THE PROBLEM –
Your task is to copy each line of the material that includes "core".

◇ ◇ ◇ ◇ ◇ ◇ ◇

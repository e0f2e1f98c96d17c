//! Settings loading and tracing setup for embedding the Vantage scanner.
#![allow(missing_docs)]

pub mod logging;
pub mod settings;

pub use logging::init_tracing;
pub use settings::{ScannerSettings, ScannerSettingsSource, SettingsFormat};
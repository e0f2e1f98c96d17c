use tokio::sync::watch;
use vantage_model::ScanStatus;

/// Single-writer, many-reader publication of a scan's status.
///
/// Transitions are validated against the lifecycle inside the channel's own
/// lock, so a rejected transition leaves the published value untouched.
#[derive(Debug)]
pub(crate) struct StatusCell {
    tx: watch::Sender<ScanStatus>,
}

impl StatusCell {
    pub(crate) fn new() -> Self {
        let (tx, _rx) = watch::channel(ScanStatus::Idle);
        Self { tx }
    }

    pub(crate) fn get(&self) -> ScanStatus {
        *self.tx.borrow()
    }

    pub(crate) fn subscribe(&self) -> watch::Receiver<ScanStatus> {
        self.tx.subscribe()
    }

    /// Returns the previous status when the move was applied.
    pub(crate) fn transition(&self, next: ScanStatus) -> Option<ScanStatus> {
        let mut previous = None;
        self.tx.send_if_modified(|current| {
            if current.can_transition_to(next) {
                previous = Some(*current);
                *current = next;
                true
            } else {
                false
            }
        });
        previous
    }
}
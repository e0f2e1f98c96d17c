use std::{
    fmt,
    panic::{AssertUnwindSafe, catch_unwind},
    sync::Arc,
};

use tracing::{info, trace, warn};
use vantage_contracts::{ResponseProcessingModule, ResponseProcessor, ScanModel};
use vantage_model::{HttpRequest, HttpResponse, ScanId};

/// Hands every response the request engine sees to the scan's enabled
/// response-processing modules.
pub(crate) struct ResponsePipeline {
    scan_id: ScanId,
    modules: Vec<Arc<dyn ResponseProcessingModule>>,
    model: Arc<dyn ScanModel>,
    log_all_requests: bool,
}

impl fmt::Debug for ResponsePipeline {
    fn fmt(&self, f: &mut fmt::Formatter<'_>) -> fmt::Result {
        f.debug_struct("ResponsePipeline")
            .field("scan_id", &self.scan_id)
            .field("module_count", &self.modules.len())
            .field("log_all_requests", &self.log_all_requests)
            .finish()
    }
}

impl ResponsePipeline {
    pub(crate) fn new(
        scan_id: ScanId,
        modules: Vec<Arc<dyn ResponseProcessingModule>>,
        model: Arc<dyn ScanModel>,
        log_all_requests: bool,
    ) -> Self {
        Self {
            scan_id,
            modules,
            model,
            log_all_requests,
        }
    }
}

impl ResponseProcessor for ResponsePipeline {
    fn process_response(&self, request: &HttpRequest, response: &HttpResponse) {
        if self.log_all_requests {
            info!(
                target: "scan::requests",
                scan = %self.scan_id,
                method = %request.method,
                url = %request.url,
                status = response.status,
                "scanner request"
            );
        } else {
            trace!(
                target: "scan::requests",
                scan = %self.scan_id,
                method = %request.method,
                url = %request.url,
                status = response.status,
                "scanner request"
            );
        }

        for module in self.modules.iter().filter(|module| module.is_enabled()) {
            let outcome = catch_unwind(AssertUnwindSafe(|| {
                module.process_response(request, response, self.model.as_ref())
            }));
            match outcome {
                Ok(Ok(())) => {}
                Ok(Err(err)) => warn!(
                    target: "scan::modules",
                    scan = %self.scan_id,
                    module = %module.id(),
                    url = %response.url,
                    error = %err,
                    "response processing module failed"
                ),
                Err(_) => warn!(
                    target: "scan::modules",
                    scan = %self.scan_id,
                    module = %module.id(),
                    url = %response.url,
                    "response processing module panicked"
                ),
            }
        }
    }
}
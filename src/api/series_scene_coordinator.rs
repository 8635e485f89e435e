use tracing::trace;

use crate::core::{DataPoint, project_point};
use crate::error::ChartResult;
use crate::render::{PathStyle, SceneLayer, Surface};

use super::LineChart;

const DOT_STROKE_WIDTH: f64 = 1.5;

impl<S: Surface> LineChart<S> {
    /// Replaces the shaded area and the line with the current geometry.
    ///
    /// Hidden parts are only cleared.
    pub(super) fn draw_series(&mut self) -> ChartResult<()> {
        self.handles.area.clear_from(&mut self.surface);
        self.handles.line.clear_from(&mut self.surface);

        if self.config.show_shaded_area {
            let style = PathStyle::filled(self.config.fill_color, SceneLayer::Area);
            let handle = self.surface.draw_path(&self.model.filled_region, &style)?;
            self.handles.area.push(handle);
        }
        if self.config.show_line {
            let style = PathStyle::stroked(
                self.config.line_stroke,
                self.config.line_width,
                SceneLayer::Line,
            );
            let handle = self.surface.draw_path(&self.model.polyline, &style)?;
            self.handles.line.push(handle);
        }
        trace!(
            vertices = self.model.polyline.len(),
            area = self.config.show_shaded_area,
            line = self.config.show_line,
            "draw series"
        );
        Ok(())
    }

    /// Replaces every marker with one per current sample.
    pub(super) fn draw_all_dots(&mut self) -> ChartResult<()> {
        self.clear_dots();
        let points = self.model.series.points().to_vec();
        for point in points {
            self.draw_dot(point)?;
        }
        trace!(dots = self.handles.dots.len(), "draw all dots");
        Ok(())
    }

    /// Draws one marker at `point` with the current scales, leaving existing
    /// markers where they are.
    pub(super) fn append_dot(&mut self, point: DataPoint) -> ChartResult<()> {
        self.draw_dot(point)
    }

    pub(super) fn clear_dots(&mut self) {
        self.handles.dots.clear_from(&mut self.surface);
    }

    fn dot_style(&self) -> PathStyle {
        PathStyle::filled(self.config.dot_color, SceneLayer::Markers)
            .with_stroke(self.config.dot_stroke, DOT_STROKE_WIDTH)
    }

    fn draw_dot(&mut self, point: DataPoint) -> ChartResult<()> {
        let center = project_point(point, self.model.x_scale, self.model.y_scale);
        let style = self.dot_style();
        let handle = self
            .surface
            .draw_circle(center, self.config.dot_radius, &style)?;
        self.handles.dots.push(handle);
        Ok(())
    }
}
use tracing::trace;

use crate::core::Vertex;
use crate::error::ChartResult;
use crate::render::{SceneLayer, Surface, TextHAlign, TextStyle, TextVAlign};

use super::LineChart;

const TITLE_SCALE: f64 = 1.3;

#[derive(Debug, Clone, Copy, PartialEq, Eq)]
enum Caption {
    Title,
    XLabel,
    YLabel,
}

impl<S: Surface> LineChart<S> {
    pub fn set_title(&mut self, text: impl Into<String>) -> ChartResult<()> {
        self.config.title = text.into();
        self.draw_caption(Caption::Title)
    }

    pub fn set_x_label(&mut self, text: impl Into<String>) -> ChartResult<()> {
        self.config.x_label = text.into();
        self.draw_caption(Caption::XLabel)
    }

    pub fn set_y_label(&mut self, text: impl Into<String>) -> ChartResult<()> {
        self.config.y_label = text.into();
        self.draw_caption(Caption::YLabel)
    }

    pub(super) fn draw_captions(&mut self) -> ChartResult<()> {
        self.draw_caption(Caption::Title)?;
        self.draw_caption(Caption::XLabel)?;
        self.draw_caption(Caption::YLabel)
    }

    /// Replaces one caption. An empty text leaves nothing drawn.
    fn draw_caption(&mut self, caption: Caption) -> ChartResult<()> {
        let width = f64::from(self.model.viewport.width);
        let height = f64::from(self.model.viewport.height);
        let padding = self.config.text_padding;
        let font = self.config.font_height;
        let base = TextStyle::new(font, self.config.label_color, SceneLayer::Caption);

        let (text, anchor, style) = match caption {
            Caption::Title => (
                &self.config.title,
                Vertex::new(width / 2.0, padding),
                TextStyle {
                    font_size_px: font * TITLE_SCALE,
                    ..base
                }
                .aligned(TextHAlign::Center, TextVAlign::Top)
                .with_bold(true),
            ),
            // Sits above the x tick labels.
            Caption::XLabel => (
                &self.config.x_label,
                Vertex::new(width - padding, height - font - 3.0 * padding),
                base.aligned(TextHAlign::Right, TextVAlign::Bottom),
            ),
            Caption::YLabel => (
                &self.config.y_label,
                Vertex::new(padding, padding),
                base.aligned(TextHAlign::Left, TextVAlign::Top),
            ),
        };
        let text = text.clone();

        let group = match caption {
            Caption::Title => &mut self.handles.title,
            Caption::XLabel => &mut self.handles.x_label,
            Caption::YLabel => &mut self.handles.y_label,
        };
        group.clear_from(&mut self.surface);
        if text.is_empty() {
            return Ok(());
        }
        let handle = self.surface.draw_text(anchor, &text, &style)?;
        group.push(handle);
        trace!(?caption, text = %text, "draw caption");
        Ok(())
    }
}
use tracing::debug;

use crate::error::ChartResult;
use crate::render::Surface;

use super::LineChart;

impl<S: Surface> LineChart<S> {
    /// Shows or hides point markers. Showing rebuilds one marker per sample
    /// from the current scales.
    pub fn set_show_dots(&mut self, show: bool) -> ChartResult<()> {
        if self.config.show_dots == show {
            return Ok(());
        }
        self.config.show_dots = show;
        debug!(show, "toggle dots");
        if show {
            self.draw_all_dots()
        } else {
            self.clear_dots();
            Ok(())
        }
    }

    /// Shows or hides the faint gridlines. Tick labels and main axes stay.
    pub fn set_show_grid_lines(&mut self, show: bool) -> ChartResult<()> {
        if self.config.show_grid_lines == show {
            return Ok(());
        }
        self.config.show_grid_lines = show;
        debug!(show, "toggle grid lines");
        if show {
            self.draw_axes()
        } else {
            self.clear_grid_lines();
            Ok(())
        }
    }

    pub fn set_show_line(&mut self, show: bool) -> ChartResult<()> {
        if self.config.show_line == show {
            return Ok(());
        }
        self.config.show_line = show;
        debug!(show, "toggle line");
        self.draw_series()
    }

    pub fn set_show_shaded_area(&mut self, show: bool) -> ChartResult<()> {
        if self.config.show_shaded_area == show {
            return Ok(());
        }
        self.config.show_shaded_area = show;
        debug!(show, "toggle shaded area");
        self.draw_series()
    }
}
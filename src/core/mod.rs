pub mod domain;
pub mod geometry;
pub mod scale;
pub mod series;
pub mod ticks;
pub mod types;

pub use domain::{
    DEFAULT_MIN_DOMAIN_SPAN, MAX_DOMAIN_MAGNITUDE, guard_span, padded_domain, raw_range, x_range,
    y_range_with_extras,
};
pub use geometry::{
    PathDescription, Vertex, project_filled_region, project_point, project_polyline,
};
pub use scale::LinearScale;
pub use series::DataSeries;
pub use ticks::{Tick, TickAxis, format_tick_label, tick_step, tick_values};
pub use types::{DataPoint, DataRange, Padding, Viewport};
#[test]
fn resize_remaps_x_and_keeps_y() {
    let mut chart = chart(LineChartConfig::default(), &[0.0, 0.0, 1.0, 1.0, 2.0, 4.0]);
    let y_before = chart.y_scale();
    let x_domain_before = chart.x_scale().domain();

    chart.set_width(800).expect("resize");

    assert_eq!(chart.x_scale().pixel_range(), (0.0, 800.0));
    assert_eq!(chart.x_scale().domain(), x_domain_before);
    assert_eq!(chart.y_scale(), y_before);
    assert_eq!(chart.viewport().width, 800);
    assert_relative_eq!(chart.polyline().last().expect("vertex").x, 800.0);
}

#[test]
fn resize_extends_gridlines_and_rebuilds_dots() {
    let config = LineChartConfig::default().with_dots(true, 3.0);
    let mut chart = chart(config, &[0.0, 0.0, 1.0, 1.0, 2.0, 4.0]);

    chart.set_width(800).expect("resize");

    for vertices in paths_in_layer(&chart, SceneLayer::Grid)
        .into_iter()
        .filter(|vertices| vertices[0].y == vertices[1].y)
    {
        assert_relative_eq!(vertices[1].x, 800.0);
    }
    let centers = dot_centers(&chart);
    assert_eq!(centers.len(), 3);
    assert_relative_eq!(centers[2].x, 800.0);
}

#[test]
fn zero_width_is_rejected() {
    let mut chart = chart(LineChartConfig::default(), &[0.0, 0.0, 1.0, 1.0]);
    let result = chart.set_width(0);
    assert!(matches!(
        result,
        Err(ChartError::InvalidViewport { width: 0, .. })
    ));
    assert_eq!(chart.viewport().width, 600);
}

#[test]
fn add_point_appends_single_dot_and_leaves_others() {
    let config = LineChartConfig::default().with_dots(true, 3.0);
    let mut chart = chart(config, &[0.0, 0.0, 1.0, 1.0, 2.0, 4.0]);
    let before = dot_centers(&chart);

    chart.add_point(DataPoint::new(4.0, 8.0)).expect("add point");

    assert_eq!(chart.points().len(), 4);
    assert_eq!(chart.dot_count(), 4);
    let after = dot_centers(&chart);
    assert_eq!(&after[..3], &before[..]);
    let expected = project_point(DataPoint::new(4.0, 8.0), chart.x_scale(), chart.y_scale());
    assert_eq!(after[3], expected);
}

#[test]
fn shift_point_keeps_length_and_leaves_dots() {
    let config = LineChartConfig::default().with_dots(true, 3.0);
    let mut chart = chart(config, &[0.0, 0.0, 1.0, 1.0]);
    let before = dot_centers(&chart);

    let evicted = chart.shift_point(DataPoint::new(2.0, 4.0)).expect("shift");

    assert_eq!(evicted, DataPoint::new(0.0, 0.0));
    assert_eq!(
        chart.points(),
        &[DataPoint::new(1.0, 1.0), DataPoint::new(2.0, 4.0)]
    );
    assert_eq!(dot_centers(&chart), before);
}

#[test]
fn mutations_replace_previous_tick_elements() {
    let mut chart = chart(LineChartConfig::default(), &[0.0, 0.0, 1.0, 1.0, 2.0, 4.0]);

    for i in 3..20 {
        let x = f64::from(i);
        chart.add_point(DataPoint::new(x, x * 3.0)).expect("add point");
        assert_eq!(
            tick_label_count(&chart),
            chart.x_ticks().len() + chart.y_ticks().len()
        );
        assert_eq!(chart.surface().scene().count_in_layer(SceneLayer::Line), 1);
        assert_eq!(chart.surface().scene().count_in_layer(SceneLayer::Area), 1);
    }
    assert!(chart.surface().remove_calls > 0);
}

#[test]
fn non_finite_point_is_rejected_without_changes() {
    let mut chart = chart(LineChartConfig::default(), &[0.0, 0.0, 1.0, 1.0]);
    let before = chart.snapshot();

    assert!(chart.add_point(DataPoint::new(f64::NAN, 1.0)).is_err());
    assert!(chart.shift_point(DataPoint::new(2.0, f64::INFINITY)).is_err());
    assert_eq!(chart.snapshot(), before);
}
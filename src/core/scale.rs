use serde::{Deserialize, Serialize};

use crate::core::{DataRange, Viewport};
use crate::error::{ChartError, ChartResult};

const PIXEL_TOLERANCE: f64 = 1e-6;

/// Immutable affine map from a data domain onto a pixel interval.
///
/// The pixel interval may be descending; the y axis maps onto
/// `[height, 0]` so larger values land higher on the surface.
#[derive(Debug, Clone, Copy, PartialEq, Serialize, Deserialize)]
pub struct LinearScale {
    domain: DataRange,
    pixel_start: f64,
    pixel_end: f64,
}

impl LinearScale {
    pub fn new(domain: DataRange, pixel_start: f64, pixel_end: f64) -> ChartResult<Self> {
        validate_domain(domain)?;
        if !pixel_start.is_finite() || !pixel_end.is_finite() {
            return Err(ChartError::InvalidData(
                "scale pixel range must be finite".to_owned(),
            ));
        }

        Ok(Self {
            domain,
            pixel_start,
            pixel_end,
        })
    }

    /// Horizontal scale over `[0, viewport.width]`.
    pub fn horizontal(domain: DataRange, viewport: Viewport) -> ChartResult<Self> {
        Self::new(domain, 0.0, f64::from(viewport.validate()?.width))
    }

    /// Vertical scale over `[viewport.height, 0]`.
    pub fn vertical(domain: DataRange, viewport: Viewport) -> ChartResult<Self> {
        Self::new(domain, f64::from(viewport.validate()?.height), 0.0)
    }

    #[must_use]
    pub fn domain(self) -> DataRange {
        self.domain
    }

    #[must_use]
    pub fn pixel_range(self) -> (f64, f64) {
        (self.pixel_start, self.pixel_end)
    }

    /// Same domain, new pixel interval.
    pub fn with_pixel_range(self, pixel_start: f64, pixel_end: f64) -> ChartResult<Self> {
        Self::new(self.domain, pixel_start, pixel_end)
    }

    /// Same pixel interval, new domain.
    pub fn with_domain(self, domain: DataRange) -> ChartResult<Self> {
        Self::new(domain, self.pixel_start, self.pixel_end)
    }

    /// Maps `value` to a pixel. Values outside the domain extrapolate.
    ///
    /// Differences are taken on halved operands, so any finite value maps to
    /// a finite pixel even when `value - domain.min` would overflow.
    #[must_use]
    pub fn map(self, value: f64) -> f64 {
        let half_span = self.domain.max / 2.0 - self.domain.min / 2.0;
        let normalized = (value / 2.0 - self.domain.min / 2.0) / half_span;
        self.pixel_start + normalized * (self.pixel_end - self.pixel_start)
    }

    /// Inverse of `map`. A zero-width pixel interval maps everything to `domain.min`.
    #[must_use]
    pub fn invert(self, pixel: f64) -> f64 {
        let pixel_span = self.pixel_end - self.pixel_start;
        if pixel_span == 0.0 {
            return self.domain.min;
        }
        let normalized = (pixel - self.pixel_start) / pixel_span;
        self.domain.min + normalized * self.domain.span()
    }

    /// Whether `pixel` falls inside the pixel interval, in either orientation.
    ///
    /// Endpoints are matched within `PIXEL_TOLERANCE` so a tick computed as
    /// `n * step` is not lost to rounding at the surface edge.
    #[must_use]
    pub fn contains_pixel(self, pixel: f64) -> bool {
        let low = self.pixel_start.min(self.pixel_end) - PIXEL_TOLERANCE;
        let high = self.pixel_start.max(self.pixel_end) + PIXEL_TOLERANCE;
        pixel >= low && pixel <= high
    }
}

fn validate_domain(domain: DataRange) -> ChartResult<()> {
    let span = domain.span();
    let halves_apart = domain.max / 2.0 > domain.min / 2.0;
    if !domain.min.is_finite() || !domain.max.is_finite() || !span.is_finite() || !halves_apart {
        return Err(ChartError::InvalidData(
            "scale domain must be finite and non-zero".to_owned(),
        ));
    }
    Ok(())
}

◇ ◇ ◇ ◇ ◇ ◇ ◇

WRITTEN ANSWER –
use crate::core::{DataPoint, project_point};
use crate::core::Vertex;
filename src/core/mod.rs
filename src/core/scale.rs
use crate::core::{DataRange, Viewport};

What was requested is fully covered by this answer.